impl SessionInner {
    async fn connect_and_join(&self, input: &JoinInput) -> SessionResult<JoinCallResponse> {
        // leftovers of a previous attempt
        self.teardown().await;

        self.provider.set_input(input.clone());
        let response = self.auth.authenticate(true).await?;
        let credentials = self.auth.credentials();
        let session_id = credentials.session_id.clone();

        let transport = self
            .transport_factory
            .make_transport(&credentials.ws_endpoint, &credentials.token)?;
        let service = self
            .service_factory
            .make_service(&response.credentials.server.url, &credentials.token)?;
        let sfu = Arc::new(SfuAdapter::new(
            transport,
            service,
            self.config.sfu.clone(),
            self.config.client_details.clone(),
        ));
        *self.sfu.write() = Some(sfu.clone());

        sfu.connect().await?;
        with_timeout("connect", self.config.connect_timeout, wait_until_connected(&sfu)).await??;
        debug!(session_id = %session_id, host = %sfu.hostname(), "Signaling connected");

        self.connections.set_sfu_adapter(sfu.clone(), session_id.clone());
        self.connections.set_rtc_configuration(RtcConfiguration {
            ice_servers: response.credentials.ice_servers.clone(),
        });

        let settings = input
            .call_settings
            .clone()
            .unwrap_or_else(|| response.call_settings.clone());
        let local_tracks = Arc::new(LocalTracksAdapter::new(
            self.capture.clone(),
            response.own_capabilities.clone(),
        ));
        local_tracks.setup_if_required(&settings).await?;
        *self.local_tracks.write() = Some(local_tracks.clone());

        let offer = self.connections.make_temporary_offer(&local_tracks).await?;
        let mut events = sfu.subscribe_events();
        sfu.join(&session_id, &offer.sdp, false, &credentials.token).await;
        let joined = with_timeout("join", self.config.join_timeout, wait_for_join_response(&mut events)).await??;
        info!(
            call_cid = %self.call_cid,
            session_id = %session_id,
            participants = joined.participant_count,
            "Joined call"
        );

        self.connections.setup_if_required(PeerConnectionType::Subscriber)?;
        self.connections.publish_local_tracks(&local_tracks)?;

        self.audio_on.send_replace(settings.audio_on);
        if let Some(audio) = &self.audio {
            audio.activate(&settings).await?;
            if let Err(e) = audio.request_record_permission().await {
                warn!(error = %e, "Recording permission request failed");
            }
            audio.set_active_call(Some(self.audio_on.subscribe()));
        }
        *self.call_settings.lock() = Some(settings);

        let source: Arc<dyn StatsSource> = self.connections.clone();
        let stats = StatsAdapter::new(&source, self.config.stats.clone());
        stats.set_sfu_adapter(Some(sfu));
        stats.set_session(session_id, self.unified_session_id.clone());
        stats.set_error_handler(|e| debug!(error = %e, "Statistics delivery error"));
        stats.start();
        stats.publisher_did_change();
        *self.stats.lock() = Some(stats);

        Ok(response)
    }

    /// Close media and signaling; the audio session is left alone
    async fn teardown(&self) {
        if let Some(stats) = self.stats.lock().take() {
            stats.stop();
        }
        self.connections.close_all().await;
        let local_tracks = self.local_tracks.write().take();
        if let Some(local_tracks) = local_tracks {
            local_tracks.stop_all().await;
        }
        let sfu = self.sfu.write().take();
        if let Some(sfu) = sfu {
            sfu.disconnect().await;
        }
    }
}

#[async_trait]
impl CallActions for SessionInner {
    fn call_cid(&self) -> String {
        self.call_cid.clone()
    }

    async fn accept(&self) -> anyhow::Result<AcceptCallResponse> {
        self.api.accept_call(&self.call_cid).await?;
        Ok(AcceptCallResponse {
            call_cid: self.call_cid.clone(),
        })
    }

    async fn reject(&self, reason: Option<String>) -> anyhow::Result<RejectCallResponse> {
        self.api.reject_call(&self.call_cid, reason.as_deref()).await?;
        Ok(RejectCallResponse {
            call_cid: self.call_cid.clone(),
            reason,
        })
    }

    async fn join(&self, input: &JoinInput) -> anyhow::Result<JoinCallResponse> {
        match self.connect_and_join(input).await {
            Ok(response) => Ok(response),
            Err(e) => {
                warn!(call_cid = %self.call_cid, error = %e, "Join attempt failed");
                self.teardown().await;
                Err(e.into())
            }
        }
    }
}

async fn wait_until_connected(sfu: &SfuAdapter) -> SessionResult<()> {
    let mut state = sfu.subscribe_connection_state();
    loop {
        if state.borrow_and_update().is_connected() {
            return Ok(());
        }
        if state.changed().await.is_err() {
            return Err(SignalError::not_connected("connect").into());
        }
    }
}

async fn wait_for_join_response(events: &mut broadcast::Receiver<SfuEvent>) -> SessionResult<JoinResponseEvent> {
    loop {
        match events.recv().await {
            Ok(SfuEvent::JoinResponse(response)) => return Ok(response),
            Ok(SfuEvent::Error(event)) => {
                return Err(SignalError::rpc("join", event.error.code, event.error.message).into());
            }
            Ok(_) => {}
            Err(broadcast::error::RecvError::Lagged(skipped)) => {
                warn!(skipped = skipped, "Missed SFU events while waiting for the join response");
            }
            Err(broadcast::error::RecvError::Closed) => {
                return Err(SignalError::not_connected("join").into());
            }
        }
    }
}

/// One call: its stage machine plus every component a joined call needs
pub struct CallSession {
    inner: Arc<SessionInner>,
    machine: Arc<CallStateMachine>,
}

------------------------------------------------

### What the task asks
Reproduce the records exactly, keeping every line.

### Answer to this problem
impl SessionInner {
    async fn connect_and_join(&self, input: &JoinInput) -> SessionResult<JoinCallResponse> {
        // leftovers of a previous attempt
        self.teardown().await;

        self.provider.set_input(input.clone());
        let response = self.auth.authenticate(true).await?;
        let credentials = self.auth.credentials();
        let session_id = credentials.session_id.clone();

        let transport = self
            .transport_factory
            .make_transport(&credentials.ws_endpoint, &credentials.token)?;
        let service = self
            .service_factory
            .make_service(&response.credentials.server.url, &credentials.token)?;
        let sfu = Arc::new(SfuAdapter::new(
            transport,
            service,
            self.config.sfu.clone(),
            self.config.client_details.clone(),
        ));
        *self.sfu.write() = Some(sfu.clone());

        sfu.connect().await?;
        with_timeout("connect", self.config.connect_timeout, wait_until_connected(&sfu)).await??;
        debug!(session_id = %session_id, host = %sfu.hostname(), "Signaling connected");

        self.connections.set_sfu_adapter(sfu.clone(), session_id.clone());
        self.connections.set_rtc_configuration(RtcConfiguration {
            ice_servers: response.credentials.ice_servers.clone(),
        });

        let settings = input
            .call_settings
            .clone()
            .unwrap_or_else(|| response.call_settings.clone());
        let local_tracks = Arc::new(LocalTracksAdapter::new(
            self.capture.clone(),
            response.own_capabilities.clone(),
        ));
        local_tracks.setup_if_required(&settings).await?;
        *self.local_tracks.write() = Some(local_tracks.clone());

        let offer = self.connections.make_temporary_offer(&local_tracks).await?;
        let mut events = sfu.subscribe_events();
        sfu.join(&session_id, &offer.sdp, false, &credentials.token).await;
        let joined = with_timeout("join", self.config.join_timeout, wait_for_join_response(&mut events)).await??;
        info!(
            call_cid = %self.call_cid,
            session_id = %session_id,
            participants = joined.participant_count,
            "Joined call"
        );

        self.connections.setup_if_required(PeerConnectionType::Subscriber)?;
        self.connections.publish_local_tracks(&local_tracks)?;

        self.audio_on.send_replace(settings.audio_on);
        if let Some(audio) = &self.audio {
            audio.activate(&settings).await?;
            if let Err(e) = audio.request_record_permission().await {
                warn!(error = %e, "Recording permission request failed");
            }
            audio.set_active_call(Some(self.audio_on.subscribe()));
        }
        *self.call_settings.lock() = Some(settings);

        let source: Arc<dyn StatsSource> = self.connections.clone();
        let stats = StatsAdapter::new(&source, self.config.stats.clone());
        stats.set_sfu_adapter(Some(sfu));
        stats.set_session(session_id, self.unified_session_id.clone());
        stats.set_error_handler(|e| debug!(error = %e, "Statistics delivery error"));
        stats.start();
        stats.publisher_did_change();
        *self.stats.lock() = Some(stats);

        Ok(response)
    }

    /// Close media and signaling; the audio session is left alone
    async fn teardown(&self) {
        if let Some(stats) = self.stats.lock().take() {
            stats.stop();
        }
        self.connections.close_all().await;
        let local_tracks = self.local_tracks.write().take();
        if let Some(local_tracks) = local_tracks {
            local_tracks.stop_all().await;
        }
        let sfu = self.sfu.write().take();
        if let Some(sfu) = sfu {
            sfu.disconnect().await;
        }
    }
}

#[async_trait]
impl CallActions for SessionInner {
    fn call_cid(&self) -> String {
        self.call_cid.clone()
    }

    async fn accept(&self) -> anyhow::Result<AcceptCallResponse> {
        self.api.accept_call(&self.call_cid).await?;
        Ok(AcceptCallResponse {
            call_cid: self.call_cid.clone(),
        })
    }

    async fn reject(&self, reason: Option<String>) -> anyhow::Result<RejectCallResponse> {
        self.api.reject_call(&self.call_cid, reason.as_deref()).await?;
        Ok(RejectCallResponse {
            call_cid: self.call_cid.clone(),
            reason,
        })
    }

    async fn join(&self, input: &JoinInput) -> anyhow::Result<JoinCallResponse> {
        match self.connect_and_join(input).await {
            Ok(response) => Ok(response),
            Err(e) => {
                warn!(call_cid = %self.call_cid, error = %e, "Join attempt failed");
                self.teardown().await;
                Err(e.into())
            }
        }
    }
}

async fn wait_until_connected(sfu: &SfuAdapter) -> SessionResult<()> {
    let mut state = sfu.subscribe_connection_state();
    loop {
        if state.borrow_and_update().is_connected() {
            return Ok(());
        }
        if state.changed().await.is_err() {
            return Err(SignalError::not_connected("connect").into());
        }
    }
}

async fn wait_for_join_response(events: &mut broadcast::Receiver<SfuEvent>) -> SessionResult<JoinResponseEvent> {
    loop {
        match events.recv().await {
            Ok(SfuEvent::JoinResponse(response)) => return Ok(response),
            Ok(SfuEvent::Error(event)) => {
                return Err(SignalError::rpc("join", event.error.code, event.error.message).into());
            }
            Ok(_) => {}
            Err(broadcast::error::RecvError::Lagged(skipped)) => {
                warn!(skipped = skipped, "Missed SFU events while waiting for the join response");
            }
            Err(broadcast::error::RecvError::Closed) => {
                return Err(SignalError::not_connected("join").into());
            }
        }
    }
}

/// One call: its stage machine plus every component a joined call needs
pub struct CallSession {
    inner: Arc<SessionInner>,
    machine: Arc<CallStateMachine>,
}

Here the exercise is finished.